David Borland, EY UK & Ireland Automotive Leader, comments on the Society of Motor Manufacturers and Traders (SMMT) new car registration figures for July 2024:
“UK new car registrations have now seen year-on-year growth every month for two consecutive years – a phenomenal achievement for the automotive industry which has navigated unprecedented regulatory, supply and demand challenges in recent times. There was a total of 147,517 sales last month, marking a 2.5% year-on-year rise and a 5.5% increase this year to date.
“Another recurring trend that continued last month was the dominance of fleet sales in driving new car registrations. Specifically, fleet sales saw a 13% year-on-year increase, accounting for all of July’s growth. This was, once again, in contrast to private retail demand, which saw an 11.1% fall marking a 10th successive year-on-year decline. It is important that elements of this data are approached with a degree of caution, with salary sacrifice sales contributing to fleet rather than retail, but the direction of channel shift is still clear.
“The UK is currently on track for around two-thirds of this year’s new car registrations to be made up of fleet sales, which is a less profitable channel for automakers and a significant shift from historical norms where fleet would be closer to half of the market. This represents yet another financial challenge facing the automotive industry that will continue to impact strategic decisions on channel mix.
“Battery Electric Vehicle (BEV) sales growth continued in July, with a year-on-year uptick of 18.8%, but year-to-date market share remains at just 16.8%, still trailing significantly behind the 22% ZEV Mandate target. Current performance against the ZEV Mandate target varies by OEM, reflecting a range of short-term tactics and longer-term strategies being adopted by different automakers. Internal Combustion Engine (ICE) sales also declined once again last month with a 21.9% year-on-year fall for diesel vehicles and a 5.9% decline for petrol vehicles, which is likely a result, at least in part, of Original Equipment Manufacturers (OEMs) deliberately limiting ICE sales in attempts to be compliant with the ZEV Mandate.

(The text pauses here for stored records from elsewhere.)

use super::{lock_voice, AudioError, SharedVoice};
use rodio::{OutputStream, OutputStreamHandle, Sink, Source};
use std::{
    sync::{Mutex, PoisonError},
    time::Duration,
};
use tracing::debug;

const SOURCE_BLOCK: usize = 512;

/// Where live voices are heard.
pub trait AudioOutput: Send + Sync {
    /// Brings the output into a running state. Called once per context.
    fn resume(&self) -> Result<(), AudioError>;

    fn connect(&self, voice: SharedVoice) -> Result<Box<dyn OutputConnection>, AudioError>;
}

pub trait OutputConnection: Send {
    fn disconnect(self: Box<Self>);
}

struct OpenStream {
    _stream: OutputStream,
    handle: OutputStreamHandle,
}

// SAFETY: cpal marks its stream `!Send` on every platform, but the stream
// is never used after it is opened. It is only kept alive and dropped, and
// all playback goes through the `Send + Sync` handle.
unsafe impl Send for OpenStream {}

/// Default sound device via rodio.
pub struct RodioOutput {
    stream: Mutex<Option<OpenStream>>,
}

impl RodioOutput {
    pub fn new() -> Self {
        Self { stream: Mutex::new(None) }
    }
}

impl Default for RodioOutput {
    fn default() -> Self {
        Self::new()
    }
}

impl AudioOutput for RodioOutput {
    fn resume(&self) -> Result<(), AudioError> {
        let mut guard = self.stream.lock().unwrap_or_else(PoisonError::into_inner);
        if guard.is_none() {
            let (stream, handle) =
                OutputStream::try_default().map_err(|err| AudioError::Device(err.to_string()))?;
            debug!("opened default audio output");
            *guard = Some(OpenStream { _stream: stream, handle });
        }
        Ok(())
    }

    fn connect(&self, voice: SharedVoice) -> Result<Box<dyn OutputConnection>, AudioError> {
        let guard = self.stream.lock().unwrap_or_else(PoisonError::into_inner);
        let open = guard.as_ref().ok_or(AudioError::Suspended)?;
        let sink =
            Sink::try_new(&open.handle).map_err(|err| AudioError::Device(err.to_string()))?;
        sink.append(VoiceSource::new(voice));
        sink.play();
        Ok(Box::new(RodioConnection { sink }))
    }
}

struct RodioConnection {
    sink: Sink,
}

impl OutputConnection for RodioConnection {
    fn disconnect(self: Box<Self>) {
        self.sink.stop();
    }
}

/// Output that accepts voices without ever pulling samples, for headless use.
#[derive(Debug, Default)]
pub struct NullOutput;

impl AudioOutput for NullOutput {
    fn resume(&self) -> Result<(), AudioError> {
        Ok(())
    }

    fn connect(&self, _voice: SharedVoice) -> Result<Box<dyn OutputConnection>, AudioError> {
        Ok(Box::new(NullConnection))
    }
}

struct NullConnection;

impl OutputConnection for NullConnection {
    fn disconnect(self: Box<Self>) {}
}

/// Streams a voice into rodio, pulling blocks to keep lock traffic low.
pub struct VoiceSource {
    voice: SharedVoice,
    sample_rate: u32,
    block: Vec<f32>,
    pos: usize,
}

impl VoiceSource {
    pub fn new(voice: SharedVoice) -> Self {
        let sample_rate = lock_voice(&voice).sample_rate();
        Self { voice, sample_rate, block: Vec::with_capacity(SOURCE_BLOCK), pos: 0 }
    }
}

impl Iterator for VoiceSource {
    type Item = f32;

    fn next(&mut self) -> Option<f32> {
        if self.pos >= self.block.len() {
            let mut voice = lock_voice(&self.voice);
            if voice.is_finished() {
                return None;
            }
            self.block.clear();
            self.pos = 0;
            voice.fill(&mut self.block, SOURCE_BLOCK);
        }
        let sample = self.block[self.pos];
        self.pos += 1;
        Some(sample)
    }
}

impl Source for VoiceSource {
    fn current_frame_len(&self) -> Option<usize> {
        None
    }

    fn channels(&self) -> u16 {
        1
    }

    fn sample_rate(&self) -> u32 {
        self.sample_rate
    }

    fn total_duration(&self) -> Option<Duration> {
        None
    }
}

#[cfg(test)]
mod tests {
    use super::*;
    use crate::audio::Voice;

    #[test]
    fn voice_source_ends_when_voice_finishes() {
        let voice = Voice::new(4_000, 0.0).shared();
        lock_voice(&voice).trigger_attack_release("C4".parse().unwrap(), 0.25, 0.0).unwrap();

        let source = VoiceSource::new(voice.clone());
        assert_eq!(source.sample_rate(), 4_000);
        let produced = source.count();
        // 0.25s held plus 1s release, rounded up to whole blocks.
        assert!(produced >= 5_000 && produced < 5_000 + SOURCE_BLOCK);
        assert!(lock_voice(&voice).is_finished());
    }

    #[test]
    fn null_output_connects_without_pulling() {
        let voice = Voice::new(4_000, 0.0).shared();
        NullOutput.resume().unwrap();
        NullOutput.connect(voice.clone()).unwrap().disconnect();
        assert!((lock_voice(&voice).now() - 0.0).abs() < f64::EPSILON);
    }
}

Forward look for the UK’s EV transition
Edwin Kemp, Director, EY-Parthenon Strategy, said: “There has been conflicting news and sentiment around the Electric Vehicle (EV) market in recent weeks, with reports that one major manufacturer is intending to place most of its bets on EVs going forward, while another household name pared back its EV-related targets amid a fall in demand. This juxtaposition is a clear example of the dilemmas and tough decisions facing manufacturers at present given the complex combination of challenges they continue to navigate.
“Given the recent announcement that the Department for Transport (DfT) intends to revert the ban on sales of new petrol and diesel cars back to 2030, it is imperative that regulators and manufacturers work collaboratively towards this target. For example, providing adequate incentives for consumers to make the switch will likely remain a critical facet to the UK’s EV transition, particularly if OEMs are to meet ZEV Mandate targets and avoid significant penalties.
“Now that inflation has fallen quite significantly in recent months, improving consumer sentiment could help boost private retail sales in the near future. However, given the growing limitations around new ICE options as automakers manage down their petrol and diesel sales, enhancing the public’s perceptions around the overall EV experience is likely to be pivotal to a recovery in retail demand and a resulting increase in profit margins.”